JustHillary.com misrepresented Time story to claim Clinton “ripped off Gore's flag story”

On July 13, the political website JustHillary.com used the headline “REPORT: SHE RIPPED OFF GORE'S FLAG STORY” to link to a July 12 article on Time magazine's website. But the Time.com article itself, written by two former speechwriters to Vice President Al Gore, reached no definitive conclusion on the question raised by the article about whether Gore or then-first lady Hillary Rodham Clinton first used the “flag story” in a speech. In fact, the article indicated that Clinton told the story in question as long ago as 1996, and quotes Gore telling the story three years later, in 1999.

The article, written by former Gore speechwriters Kenneth Baer and Jeff Nussbaum, stated that during a recent campaign stop Clinton “ended her remarks with a poignant story, first told to her by then United Nations Ambassador Madeleine Albright,” which recounted Albright's trip to the Czech Republic for the 50th anniversary celebration of the end of World War II:

“As [Albright] traveled around going from event to event, she kept seeing American flags everywhere. But when she looked more closely, she realized they had only 48 stars. And she asked people, where did this flag come from? And everyone told her the same thing. When the American GIs liberated Europe, they passed out these flags. Because remember, back then, Alaska and Hawaii weren't states yet. And Madeline said, ”But you could have gotten into trouble having these flags." And people said, “They were like treasures. We passed them down from grand parent to parent to child and, yes, if the Soviets had known we had them, we could have gotten into trouble but we would never let them go.” And when Madeline asked why they would keep these flags for 50 years, people said, “Because we love America and we love America's values.” I want to be the president who restores that feeling about us around the world and equally importantly, I want us to feel that way about ourselves again."
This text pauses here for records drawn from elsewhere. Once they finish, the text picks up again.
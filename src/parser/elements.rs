use std::str::FromStr;

use bigdecimal::BigDecimal;

use super::ParseError;

/// Elements of the gem catalog vocabulary that carry meaning for the parsers
#[derive(Debug, Clone, Copy, PartialEq, Eq)]
pub(crate) enum CatalogElement {
    Gem,
    Name,
    Preciousness,
    Origin,
    Value,
    VisualParameters,
    Color,
    Transparency,
    Facets,
}

impl CatalogElement {
    pub(crate) fn from_local_name(name: &[u8]) -> Option<Self> {
        match name {
            b"gem" => Some(CatalogElement::Gem),
            b"name" => Some(CatalogElement::Name),
            b"preciousness" => Some(CatalogElement::Preciousness),
            b"origin" => Some(CatalogElement::Origin),
            b"value" => Some(CatalogElement::Value),
            b"visualParameters" => Some(CatalogElement::VisualParameters),
            b"color" => Some(CatalogElement::Color),
            b"transparency" => Some(CatalogElement::Transparency),
            b"facets" => Some(CatalogElement::Facets),
            _ => None,
        }
    }

    pub(crate) fn as_str(&self) -> &'static str {
        match self {
            CatalogElement::Gem => "gem",
            CatalogElement::Name => "name",
            CatalogElement::Preciousness => "preciousness",
            CatalogElement::Origin => "origin",
            CatalogElement::Value => "value",
            CatalogElement::VisualParameters => "visualParameters",
            CatalogElement::Color => "color",
            CatalogElement::Transparency => "transparency",
            CatalogElement::Facets => "facets",
        }
    }

    /// Elements that only make sense inside a visualParameters group
    pub(crate) fn is_group_field(&self) -> bool {
        matches!(
            self,
            CatalogElement::Color | CatalogElement::Transparency | CatalogElement::Facets
        )
    }
}

/// Exponents beyond this magnitude are rejected rather than expanded
const MAX_DECIMAL_EXPONENT: i64 = 10_000;

/// Parse exact decimal text (plain or scientific notation) at any precision
pub(crate) fn decode_decimal(element: CatalogElement, text: &str) -> Result<BigDecimal, ParseError> {
    let malformed = || ParseError::malformed_number(element.as_str(), text);
    // num-bigint accepts digit separators, xs:decimal does not
    if text.contains('_') {
        return Err(malformed());
    }
    if let Some((_, exponent)) = text.split_once(|c| c == 'e' || c == 'E') {
        let exponent = i64::from_str(exponent).map_err(|_| malformed())?;
        if !(-MAX_DECIMAL_EXPONENT..=MAX_DECIMAL_EXPONENT).contains(&exponent) {
            return Err(malformed());
        }
    }
    BigDecimal::from_str(text).map_err(|_| malformed())
}

/// Parse integer text
pub(crate) fn decode_integer(element: CatalogElement, text: &str) -> Result<i32, ParseError> {
    i32::from_str(text).map_err(|_| ParseError::malformed_number(element.as_str(), text))
}

#[cfg(test)]
mod tests {
    use super::*;

    fn decimal(text: &str) -> BigDecimal {
        BigDecimal::from_str(text).unwrap()
    }

    #[test]
    fn test_decode_decimal_keeps_scale() {
        let value = decode_decimal(CatalogElement::Value, "2.50").unwrap();
        assert_eq!(value, decimal("2.5"));
        assert_eq!(value.to_string(), "2.50");

        let tiny = decode_decimal(CatalogElement::Value, "0.1").unwrap();
        assert_eq!(&tiny + &tiny + &tiny, decimal("0.3"));
    }

    #[test]
    fn test_decode_decimal_scientific() {
        let value = decode_decimal(CatalogElement::Value, "1.5E2").unwrap();
        assert_eq!(value, BigDecimal::from(150));
        assert_eq!(decode_decimal(CatalogElement::Value, "25e-1").unwrap(), decimal("2.5"));
    }

    #[test]
    fn test_decode_decimal_beyond_machine_precision() {
        for text in [
            "1234567890.12345678901234567890",
            "0.12345678901234567890123456789012",
            // 2^96
            "79228162514264337593543950336",
            "-340282366920938463463374607431768211456.000000000000000000001",
        ] {
            let value = decode_decimal(CatalogElement::Value, text).unwrap();
            assert_eq!(value.to_string(), text);
        }

        let above = decode_decimal(CatalogElement::Value, "79228162514264337593543950336").unwrap();
        let below = decode_decimal(CatalogElement::Value, "79228162514264337593543950335.99").unwrap();
        assert!(below < above);
    }

    #[test]
    fn test_decode_decimal_rejects_garbage() {
        for text in ["", "abc", "1,5", "1_000", "1.2.3", "1e", "1e99999999999999999999", "1e20000"] {
            match decode_decimal(CatalogElement::Transparency, text) {
                Err(ParseError::MalformedNumber { element, text: t }) => {
                    assert_eq!(element, "transparency");
                    assert_eq!(t, text);
                }
                other => panic!("expected MalformedNumber for {:?}, got {:?}", text, other),
            }
        }
    }

    #[test]
    fn test_decode_integer() {
        assert_eq!(decode_integer(CatalogElement::Facets, "57").unwrap(), 57);
        assert_eq!(decode_integer(CatalogElement::Facets, "+8").unwrap(), 8);
        assert!(decode_integer(CatalogElement::Facets, "5.0").is_err());
        assert!(decode_integer(CatalogElement::Facets, "").is_err());
    }

    #[test]
    fn test_local_name_round_trip() {
        for name in ["gem", "name", "preciousness", "origin", "value", "visualParameters", "color", "transparency", "facets"] {
            let element = CatalogElement::from_local_name(name.as_bytes()).unwrap();
            assert_eq!(element.as_str(), name);
        }
        assert!(CatalogElement::from_local_name(b"gems").is_none());
        assert!(CatalogElement::from_local_name(b"Gem").is_none());
    }
}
Baer and Nussbaum wrote that Clinton told the story in an address at the Radio Free Europe/Radio Liberty headquarters in Prague on July 4, 1996.

The authors then quoted a 1999 Gore address in which, they said, “there was no triumphant Albright returning to her homeland, just a man from Murfreesboro, Tennessee visiting his Senator”:

As Gore told it, a man knocked on his Senate office door one day and told him how he had arrived in America after fleeing communist rule in Czechoslovokia. Years later, he and his wife went back to visit his hometown, newly liberated from communist rule, and they were stunned to see American flags everywhere:

“He couldn't understand it until he looked a little more closely at the flags and realized that each one of them had 48 stars on them, because the townspeople had kept them hidden underneath the beds and in the cupboards for 45 years -- waiting until the day that they could be free -- and celebrate the ideas and values and principles for which that flag and for which the United States of America stands.”

While Baer and Nussbaum wrote that “Gore backdates his story to at least a decade before his 1999 telling, making it a full six years older than Albright's trip to Czechoslovakia,” they offer no conclusion as to who learned of or told the story first and give no indication that Gore ever told the story before 1999.

This is not the first time JustHillary.com has suggested that Clinton might be using the anecdotes of others without proper attribution. As Media Matters for America documented, JustHillary.com also linked to a July 11 The Des Moines Register article, tagging it “HILLARY BORROWS A WAR STORY,” in reference to an anecdote that Sen. Hillary Clinton reportedly tells on the campaign trail in Iowa, which, according to the Register, she attributes to former Gov. Tom Vilsack. While the Register headline itself -- "Hillary uses story Vilsack had told" -- falsely suggested that Clinton tried to pass off Vilsack's story as her own, JustHillary.com took the suggestion a step further, asserting that she “borrow[ed]” it.